Como pode uma necessidade tão urgente ser interpretada como
privilégio? Claro que a desigualdade grita aos nossos olhos e expõe o fato de
que apenas um pequeno grupo consegue ter acesso pleno à saúde, educação,
moradia e entretenimento, mas interpretar o acesso a uma condição digna de
existência como privilégio, como regalia, só nos enfraquece enquanto grupo
social e nos impede de ver a origem do problema e, mais importante, superá-lo.
O fato de algumas pessoas terem acesso a direitos tão
básicos, como a possibilidade de se proteger da maior crise sanitária dos
últimos cem anos, não deveria ser o problema. O problema deveria ser fato da
nossa sociedade ser incapaz de (ou sequer tentar) garantir que esse direito
seja universal.
Utopia? Pode ser, mas ambicionar uma nova sociedade deveria
ser mais cativante e capaz de mobilizar mais paixões do que o aceite (e mesmo a
defesa) dessa distopia que decidimos chamar de “realidade”, onde o tecido
social se desfaz, a natureza é desprezada, minorias são massacradas, onde os
seres humanos não podem viver de forma plena (já que não vivem, apenas
sobrevivem), pois precisam pagar os boletos (quando dá) e o seu valor social é
medido em likes e/ou pela sua capacidade de consumir.

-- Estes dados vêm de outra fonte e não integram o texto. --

//! Small helpers for logging, file naming, and output directories.

use std::error::Error;
use std::fs as stdfs;
use tokio::fs;
use tracing::{info, instrument};

/// Truncate a string for logging purposes.
///
/// Strings longer than `max` characters are cut at a character boundary and
/// get `"…(+N chars)"` appended.
///
/// # Examples
///
/// ```ignore
/// assert_eq!(truncate_for_log("short", 100), "short");
/// assert_eq!(truncate_for_log(&"a".repeat(500), 10), "aaaaaaaaaa…(+490 chars)");
/// ```
pub fn truncate_for_log(s: &str, max: usize) -> String {
    match s.char_indices().nth(max) {
        None => s.to_string(),
        Some((cut, _)) => {
            let rest = s[cut..].chars().count();
            format!("{}…(+{} chars)", &s[..cut], rest)
        }
    }
}

/// Convert a label to a file-name friendly slug.
///
/// Lowercases, drops everything except alphanumerics, spaces, hyphens and
/// underscores, and turns spaces into hyphens.
///
/// ```ignore
/// assert_eq!(slugify_title("Sync Projects"), "sync-projects");
/// ```
pub fn slugify_title(title: &str) -> String {
    title
        .trim()
        .to_lowercase()
        .replace(|c: char| !c.is_alphanumeric() && c != ' ' && c != '-' && c != '_', "")
        .replace(' ', "-")
}

/// Ensure a directory exists and is writable.
///
/// Creates the directory if needed, then creates and removes a probe file.
///
/// # Errors
///
/// Returns an error if:
/// - The directory cannot be created
/// - The directory is not writable (permission denied, read-only filesystem, etc.)
#[instrument(level = "info", skip_all, fields(path = %path))]
pub async fn ensure_writable_dir(path: &str) -> Result<(), Box<dyn Error>> {
    fs::create_dir_all(path).await?;
    let probe_path = format!("{}/..__probe_write__", path.trim_end_matches('/'));
    stdfs::File::create(&probe_path)?;
    let _ = stdfs::remove_file(&probe_path);
    info!("Output directory is writable");
    Ok(())
}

J.R.R. Tolkien, o autor de “O Senhor dos Anéis”, em um
ensaio no qual defende de forma primorosa o valor literário e social das
“histórias de fadas” (fruto de uma palestra ministrada em 1939, na Escócia),
reagindo aos detratores deste gênero, sublinhou a falta de imaginação das obras
de ficção científica da época que, em geral, mesmo diante de uma sociedade
repleta de coisas repugnantes e terríveis como “o barulho, o fedor, a crueldade
e a extravagância do motor de combustão interna” eram incapazes de ir “além da
esplêndida ideia de construir mais cidades do mesmo tipo em outros planetas”.

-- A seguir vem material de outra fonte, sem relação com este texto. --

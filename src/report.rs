//! The "emit sync result" interface.
//!
//! The orchestrator hands every per-item outcome, and the finished batch
//! report, to a [`SyncReporter`]. [`TracingReporter`] turns them into
//! structured log events tagged with an `event_kind`:
//!
//! | Event Kind | Level | Description |
//! |------------|-------|-------------|
//! | `sync.item.created` | INFO | New record stored |
//! | `sync.item.updated` | INFO | Existing record re-synced |
//! | `sync.item.failed` | WARN | Item failed at some stage |
//! | `sync.item.partial` | WARN | Stored, but some GitHub sub-fetches failed |
//! | `sync.batch.completed` | INFO | Batch finished with counts |
//! | `sync.batch.cancelled` | WARN | Batch stopped early |

use crate::models::{BatchReport, SyncOutcome};
use crate::utils::truncate_for_log;
use tracing::{info, warn};

pub trait SyncReporter {
    fn emit(&self, outcome: &SyncOutcome);

    fn batch_finished(&self, report: &BatchReport);
}

impl<T: SyncReporter> SyncReporter for &T {
    fn emit(&self, outcome: &SyncOutcome) {
        (**self).emit(outcome)
    }

    fn batch_finished(&self, report: &BatchReport) {
        (**self).batch_finished(report)
    }
}

/// Reports through `tracing`, under a fixed `service` field.
#[derive(Debug, Clone, Copy)]
pub struct TracingReporter {
    service: &'static str,
}

impl TracingReporter {
    pub fn new(service: &'static str) -> Self {
        Self { service }
    }
}

impl Default for TracingReporter {
    fn default() -> Self {
        Self::new(env!("CARGO_PKG_NAME"))
    }
}

impl SyncReporter for TracingReporter {
    fn emit(&self, outcome: &SyncOutcome) {
        match outcome {
            SyncOutcome::Created { id, record, warnings }
            | SyncOutcome::Updated { id, record, warnings } => {
                info!(
                    service = self.service,
                    event_kind = %format!("sync.item.{}", outcome.status_label()),
                    %id,
                    collection = %record.collection(),
                    natural_key = record.natural_key(),
                    title = record.title(),
                    "Synced item"
                );
                for w in warnings {
                    warn!(
                        service = self.service,
                        event_kind = "sync.item.partial",
                        natural_key = record.natural_key(),
                        sub_fetch = %w.sub_fetch,
                        reason = %w.reason,
                        "Item stored with missing data"
                    );
                }
            }
            SyncOutcome::Failed { natural_key, stage, reason } => {
                warn!(
                    service = self.service,
                    event_kind = "sync.item.failed",
                    natural_key = %natural_key,
                    %stage,
                    reason = %truncate_for_log(reason, 300),
                    "Item failed"
                );
            }
        }
    }

    fn batch_finished(&self, report: &BatchReport) {
        let elapsed_ms = (report.finished_at - report.started_at).num_milliseconds();
        if report.cancelled {
            warn!(
                service = self.service,
                event_kind = "sync.batch.cancelled",
                total = report.total,
                skipped = report.skipped_count,
                "Batch cancelled before every item was dispatched"
            );
        }
        info!(
            service = self.service,
            event_kind = "sync.batch.completed",
            total = report.total,
            created = report.created_count,
            updated = report.updated_count,
            failed = report.failed_count,
            skipped = report.skipped_count,
            elapsed_ms,
            "Batch finished"
        );
    }
}

/// Keeps everything it is given, for assertions.
#[cfg(test)]
#[derive(Debug, Default)]
pub struct RecordingReporter {
    pub outcomes: std::sync::Mutex<Vec<SyncOutcome>>,
    pub reports: std::sync::Mutex<Vec<BatchReport>>,
}

#[cfg(test)]
impl SyncReporter for RecordingReporter {
    fn emit(&self, outcome: &SyncOutcome) {
        self.outcomes.lock().unwrap().push(outcome.clone());
    }

    fn batch_finished(&self, report: &BatchReport) {
        self.reports.lock().unwrap().push(report.clone());
    }
}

Essa carapuça nos serve muito bem, infelizmente. Apesar dos horrores a que
somos expostos, seguimos incapazes de imaginar uma outra realidade, com outras
regras, com outros valores.
Enfim, que a experiência de sermos “testemunhas oculares da
história” nos torne capazes de desenvolver uma imaginação que vá além do óbvio,
não apenas para elaborar histórias maravilhosas sobre o Belo Reino, como o fez
o criador da Terra Média, mas para efetivamente desenvolvermos uma nova
sociedade.
A frase é batida, eu sei, mas a obviedade não reduz a sua
importância, um novo mundo é possível, ou melhor, é urgente e necessário.
Gladisson Silva da Costa é especialista em Metodologia do
Ensino de História, professor dos cursos de Letras e História do Centro
Universitário Internacional Uninter.